Your instructions: Once you find a line containing the word "EngineResult" in the entries below, copy it.

[Stored data entries]

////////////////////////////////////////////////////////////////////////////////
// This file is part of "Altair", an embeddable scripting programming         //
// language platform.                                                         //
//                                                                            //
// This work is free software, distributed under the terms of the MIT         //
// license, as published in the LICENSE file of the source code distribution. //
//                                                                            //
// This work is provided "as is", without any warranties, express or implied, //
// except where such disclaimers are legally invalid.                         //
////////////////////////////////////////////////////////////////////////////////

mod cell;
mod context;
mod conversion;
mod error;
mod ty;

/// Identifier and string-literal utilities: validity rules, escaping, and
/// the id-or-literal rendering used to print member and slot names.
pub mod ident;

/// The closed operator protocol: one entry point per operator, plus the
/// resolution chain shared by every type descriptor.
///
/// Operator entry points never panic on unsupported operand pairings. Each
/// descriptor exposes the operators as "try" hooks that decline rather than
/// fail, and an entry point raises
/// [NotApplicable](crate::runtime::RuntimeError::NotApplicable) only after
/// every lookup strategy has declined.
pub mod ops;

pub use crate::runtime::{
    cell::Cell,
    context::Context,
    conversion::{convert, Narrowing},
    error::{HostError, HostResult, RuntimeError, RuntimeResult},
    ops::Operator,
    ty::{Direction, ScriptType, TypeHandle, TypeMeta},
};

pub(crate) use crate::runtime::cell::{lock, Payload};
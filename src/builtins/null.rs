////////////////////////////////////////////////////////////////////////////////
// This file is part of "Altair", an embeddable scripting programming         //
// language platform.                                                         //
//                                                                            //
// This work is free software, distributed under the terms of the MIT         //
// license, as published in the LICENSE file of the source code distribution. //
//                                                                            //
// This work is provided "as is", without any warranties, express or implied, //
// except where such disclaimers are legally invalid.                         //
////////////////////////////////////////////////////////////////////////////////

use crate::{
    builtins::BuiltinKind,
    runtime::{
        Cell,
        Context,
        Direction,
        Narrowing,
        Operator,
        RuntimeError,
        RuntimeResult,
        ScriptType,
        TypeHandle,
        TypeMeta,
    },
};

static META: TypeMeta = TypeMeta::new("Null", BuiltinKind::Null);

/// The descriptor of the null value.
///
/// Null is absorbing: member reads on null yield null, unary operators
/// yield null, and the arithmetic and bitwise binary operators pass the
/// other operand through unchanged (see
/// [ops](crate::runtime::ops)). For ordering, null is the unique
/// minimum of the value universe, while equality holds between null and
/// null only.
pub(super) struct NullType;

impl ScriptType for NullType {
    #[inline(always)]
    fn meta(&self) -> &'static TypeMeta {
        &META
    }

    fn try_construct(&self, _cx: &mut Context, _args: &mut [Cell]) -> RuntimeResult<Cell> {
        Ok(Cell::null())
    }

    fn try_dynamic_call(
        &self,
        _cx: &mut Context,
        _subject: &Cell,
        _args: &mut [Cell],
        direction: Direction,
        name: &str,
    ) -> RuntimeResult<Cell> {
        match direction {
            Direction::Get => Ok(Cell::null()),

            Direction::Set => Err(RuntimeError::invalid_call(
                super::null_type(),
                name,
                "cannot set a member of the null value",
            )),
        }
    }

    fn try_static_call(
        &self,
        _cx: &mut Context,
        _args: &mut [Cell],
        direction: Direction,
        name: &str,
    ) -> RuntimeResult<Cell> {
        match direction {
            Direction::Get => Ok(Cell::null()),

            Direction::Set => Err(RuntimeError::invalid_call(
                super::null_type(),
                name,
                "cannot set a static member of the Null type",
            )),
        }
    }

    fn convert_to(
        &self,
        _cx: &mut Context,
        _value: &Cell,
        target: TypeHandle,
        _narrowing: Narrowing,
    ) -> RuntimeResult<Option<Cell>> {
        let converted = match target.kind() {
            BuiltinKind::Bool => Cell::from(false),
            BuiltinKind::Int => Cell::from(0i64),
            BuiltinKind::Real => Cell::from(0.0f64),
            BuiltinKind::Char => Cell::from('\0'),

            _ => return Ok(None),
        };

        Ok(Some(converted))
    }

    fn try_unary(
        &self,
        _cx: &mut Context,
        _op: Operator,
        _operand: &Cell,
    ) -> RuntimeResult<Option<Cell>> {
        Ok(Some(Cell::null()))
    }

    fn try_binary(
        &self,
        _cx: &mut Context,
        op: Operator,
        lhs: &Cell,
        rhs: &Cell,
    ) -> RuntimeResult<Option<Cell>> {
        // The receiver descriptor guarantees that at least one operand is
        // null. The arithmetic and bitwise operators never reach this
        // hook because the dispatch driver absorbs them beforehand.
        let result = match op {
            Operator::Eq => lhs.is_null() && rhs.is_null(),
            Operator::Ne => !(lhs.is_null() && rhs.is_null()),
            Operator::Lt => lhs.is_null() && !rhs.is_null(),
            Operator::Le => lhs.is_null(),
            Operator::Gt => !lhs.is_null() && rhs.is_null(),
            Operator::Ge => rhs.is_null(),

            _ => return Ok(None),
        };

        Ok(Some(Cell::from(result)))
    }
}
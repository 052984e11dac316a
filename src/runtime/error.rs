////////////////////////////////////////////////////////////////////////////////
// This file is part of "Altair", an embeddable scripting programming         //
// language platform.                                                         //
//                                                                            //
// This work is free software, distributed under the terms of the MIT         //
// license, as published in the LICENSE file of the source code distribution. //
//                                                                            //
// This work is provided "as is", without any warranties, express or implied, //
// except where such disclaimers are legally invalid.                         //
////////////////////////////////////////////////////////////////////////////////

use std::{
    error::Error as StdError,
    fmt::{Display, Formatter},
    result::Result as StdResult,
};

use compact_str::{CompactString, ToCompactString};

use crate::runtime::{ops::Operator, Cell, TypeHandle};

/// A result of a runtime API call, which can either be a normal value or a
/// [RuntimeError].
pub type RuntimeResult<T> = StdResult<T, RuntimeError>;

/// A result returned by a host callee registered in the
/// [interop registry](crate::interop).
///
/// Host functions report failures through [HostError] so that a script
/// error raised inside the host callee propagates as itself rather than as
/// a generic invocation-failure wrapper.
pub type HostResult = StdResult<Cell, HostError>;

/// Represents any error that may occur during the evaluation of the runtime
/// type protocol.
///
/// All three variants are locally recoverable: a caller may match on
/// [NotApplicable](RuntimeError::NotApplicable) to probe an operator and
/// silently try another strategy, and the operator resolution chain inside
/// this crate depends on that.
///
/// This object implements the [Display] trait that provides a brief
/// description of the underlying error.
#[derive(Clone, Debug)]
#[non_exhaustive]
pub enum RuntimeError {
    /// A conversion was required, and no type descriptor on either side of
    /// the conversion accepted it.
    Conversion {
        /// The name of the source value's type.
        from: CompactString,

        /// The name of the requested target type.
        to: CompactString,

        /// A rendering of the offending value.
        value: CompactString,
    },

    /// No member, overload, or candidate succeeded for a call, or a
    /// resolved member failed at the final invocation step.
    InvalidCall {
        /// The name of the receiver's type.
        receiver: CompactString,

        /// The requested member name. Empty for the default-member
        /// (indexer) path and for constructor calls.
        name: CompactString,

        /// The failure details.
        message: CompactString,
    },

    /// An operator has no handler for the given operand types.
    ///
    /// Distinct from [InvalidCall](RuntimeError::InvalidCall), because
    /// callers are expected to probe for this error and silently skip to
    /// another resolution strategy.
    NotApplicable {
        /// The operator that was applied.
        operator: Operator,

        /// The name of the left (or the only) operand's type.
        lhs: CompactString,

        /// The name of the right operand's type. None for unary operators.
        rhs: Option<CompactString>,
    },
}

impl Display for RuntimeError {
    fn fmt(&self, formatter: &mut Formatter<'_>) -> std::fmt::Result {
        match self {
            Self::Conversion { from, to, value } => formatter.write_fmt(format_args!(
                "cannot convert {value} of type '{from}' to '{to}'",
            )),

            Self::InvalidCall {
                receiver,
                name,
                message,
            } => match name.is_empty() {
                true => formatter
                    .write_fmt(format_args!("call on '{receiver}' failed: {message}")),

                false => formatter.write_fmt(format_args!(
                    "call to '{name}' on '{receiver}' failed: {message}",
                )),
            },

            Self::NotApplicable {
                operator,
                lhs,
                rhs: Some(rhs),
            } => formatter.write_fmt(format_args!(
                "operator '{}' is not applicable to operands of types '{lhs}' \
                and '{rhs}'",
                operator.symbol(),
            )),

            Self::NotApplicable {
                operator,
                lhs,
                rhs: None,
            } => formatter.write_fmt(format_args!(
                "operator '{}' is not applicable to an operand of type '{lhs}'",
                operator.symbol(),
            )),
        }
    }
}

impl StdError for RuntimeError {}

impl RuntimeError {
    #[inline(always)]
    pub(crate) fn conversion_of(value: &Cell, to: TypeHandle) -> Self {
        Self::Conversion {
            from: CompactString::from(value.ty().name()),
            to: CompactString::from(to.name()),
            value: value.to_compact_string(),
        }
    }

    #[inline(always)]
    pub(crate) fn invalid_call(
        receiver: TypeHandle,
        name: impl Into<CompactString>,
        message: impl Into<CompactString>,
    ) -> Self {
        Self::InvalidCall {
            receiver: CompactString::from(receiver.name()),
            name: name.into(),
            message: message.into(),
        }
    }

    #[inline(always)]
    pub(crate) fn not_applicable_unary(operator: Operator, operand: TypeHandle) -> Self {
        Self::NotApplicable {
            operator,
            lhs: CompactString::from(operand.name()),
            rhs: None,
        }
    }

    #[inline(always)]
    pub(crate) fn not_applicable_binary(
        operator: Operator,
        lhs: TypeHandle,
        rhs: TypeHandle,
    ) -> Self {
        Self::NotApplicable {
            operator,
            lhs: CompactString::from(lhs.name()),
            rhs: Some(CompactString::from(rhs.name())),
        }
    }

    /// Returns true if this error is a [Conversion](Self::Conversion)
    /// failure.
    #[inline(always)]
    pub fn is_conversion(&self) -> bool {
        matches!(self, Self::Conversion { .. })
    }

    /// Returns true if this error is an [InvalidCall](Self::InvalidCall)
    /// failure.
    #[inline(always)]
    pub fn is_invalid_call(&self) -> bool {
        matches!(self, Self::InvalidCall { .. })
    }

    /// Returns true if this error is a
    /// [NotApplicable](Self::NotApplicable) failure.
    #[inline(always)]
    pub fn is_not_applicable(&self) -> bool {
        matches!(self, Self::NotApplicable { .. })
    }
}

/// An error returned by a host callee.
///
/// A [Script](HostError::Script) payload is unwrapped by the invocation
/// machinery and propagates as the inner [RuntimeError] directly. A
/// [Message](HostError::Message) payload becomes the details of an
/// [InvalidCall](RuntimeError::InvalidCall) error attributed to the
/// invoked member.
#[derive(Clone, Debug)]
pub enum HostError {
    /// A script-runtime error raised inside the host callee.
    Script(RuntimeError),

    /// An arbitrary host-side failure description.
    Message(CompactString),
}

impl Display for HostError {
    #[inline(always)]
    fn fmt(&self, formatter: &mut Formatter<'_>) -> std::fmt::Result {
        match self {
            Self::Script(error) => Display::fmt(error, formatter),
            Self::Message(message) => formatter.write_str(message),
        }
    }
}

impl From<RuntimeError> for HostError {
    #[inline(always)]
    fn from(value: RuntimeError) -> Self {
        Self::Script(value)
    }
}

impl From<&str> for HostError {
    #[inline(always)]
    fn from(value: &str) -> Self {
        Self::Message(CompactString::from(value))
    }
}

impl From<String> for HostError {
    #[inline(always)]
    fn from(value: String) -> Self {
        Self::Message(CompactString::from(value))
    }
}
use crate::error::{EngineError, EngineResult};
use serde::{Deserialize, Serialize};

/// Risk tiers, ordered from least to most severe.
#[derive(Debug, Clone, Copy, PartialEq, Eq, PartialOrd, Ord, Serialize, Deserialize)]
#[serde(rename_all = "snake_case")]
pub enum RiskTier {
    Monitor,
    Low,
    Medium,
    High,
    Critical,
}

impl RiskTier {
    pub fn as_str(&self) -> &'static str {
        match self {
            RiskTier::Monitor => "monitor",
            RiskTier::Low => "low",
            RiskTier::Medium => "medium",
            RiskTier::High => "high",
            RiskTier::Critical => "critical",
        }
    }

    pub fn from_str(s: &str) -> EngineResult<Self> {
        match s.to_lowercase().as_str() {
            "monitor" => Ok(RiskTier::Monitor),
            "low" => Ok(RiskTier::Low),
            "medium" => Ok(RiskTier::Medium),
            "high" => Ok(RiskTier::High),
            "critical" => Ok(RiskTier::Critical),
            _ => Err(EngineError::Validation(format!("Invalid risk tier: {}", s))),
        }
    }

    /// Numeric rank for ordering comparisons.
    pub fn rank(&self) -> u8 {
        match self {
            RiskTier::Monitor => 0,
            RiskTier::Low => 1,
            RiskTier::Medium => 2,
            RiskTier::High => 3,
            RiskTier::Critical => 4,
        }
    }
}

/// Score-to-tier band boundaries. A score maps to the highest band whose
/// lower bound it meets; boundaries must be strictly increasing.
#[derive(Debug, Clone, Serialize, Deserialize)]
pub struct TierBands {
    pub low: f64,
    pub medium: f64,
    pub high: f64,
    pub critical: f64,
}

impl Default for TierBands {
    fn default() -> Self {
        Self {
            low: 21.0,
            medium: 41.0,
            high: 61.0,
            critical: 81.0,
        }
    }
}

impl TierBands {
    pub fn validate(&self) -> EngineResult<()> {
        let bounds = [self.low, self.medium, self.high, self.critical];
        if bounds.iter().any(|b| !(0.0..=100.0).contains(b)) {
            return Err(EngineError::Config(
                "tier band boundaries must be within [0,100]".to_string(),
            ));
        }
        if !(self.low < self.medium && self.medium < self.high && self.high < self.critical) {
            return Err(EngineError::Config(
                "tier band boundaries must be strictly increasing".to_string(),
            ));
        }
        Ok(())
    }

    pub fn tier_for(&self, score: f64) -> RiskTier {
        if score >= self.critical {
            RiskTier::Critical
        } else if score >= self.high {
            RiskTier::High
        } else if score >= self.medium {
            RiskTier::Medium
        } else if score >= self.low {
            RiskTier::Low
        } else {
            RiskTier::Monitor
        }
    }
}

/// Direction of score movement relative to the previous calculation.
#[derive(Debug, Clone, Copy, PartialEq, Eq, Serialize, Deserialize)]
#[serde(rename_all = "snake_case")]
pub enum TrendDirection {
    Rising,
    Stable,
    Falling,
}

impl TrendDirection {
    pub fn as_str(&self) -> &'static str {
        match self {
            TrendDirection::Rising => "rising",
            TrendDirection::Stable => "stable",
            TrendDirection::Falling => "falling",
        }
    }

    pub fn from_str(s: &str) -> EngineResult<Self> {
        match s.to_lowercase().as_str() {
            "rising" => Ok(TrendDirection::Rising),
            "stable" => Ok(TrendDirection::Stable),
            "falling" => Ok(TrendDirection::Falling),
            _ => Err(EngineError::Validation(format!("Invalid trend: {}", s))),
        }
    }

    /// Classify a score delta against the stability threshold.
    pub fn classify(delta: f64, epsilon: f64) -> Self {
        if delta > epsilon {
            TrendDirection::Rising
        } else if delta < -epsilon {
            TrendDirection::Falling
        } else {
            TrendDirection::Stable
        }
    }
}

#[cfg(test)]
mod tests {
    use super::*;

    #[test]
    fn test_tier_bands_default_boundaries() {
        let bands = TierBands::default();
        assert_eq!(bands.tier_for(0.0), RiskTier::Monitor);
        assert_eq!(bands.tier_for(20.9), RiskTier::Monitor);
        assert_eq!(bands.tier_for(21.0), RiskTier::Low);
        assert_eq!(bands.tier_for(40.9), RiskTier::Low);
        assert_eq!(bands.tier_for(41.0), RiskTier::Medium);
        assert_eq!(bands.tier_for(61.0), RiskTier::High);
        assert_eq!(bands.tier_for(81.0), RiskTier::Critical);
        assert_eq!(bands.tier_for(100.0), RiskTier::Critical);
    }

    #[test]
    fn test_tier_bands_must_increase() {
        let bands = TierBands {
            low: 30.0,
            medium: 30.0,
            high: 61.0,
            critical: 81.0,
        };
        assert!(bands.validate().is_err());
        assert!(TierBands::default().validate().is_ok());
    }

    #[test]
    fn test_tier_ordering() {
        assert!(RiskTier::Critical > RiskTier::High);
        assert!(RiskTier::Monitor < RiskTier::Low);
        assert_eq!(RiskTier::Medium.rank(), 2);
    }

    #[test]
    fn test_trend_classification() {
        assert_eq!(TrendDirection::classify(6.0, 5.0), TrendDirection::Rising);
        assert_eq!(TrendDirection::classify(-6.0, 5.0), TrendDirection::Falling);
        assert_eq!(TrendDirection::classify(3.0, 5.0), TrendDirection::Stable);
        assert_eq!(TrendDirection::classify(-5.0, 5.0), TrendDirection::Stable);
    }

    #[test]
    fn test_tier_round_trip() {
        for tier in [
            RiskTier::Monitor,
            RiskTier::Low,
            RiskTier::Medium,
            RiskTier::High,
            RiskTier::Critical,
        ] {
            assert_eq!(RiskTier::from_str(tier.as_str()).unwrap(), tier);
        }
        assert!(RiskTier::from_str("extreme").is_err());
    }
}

Response for this exercise:
use crate::error::{EngineError, EngineResult};
    pub fn from_str(s: &str) -> EngineResult<Self> {
    pub fn validate(&self) -> EngineResult<()> {
    pub fn from_str(s: &str) -> EngineResult<Self> {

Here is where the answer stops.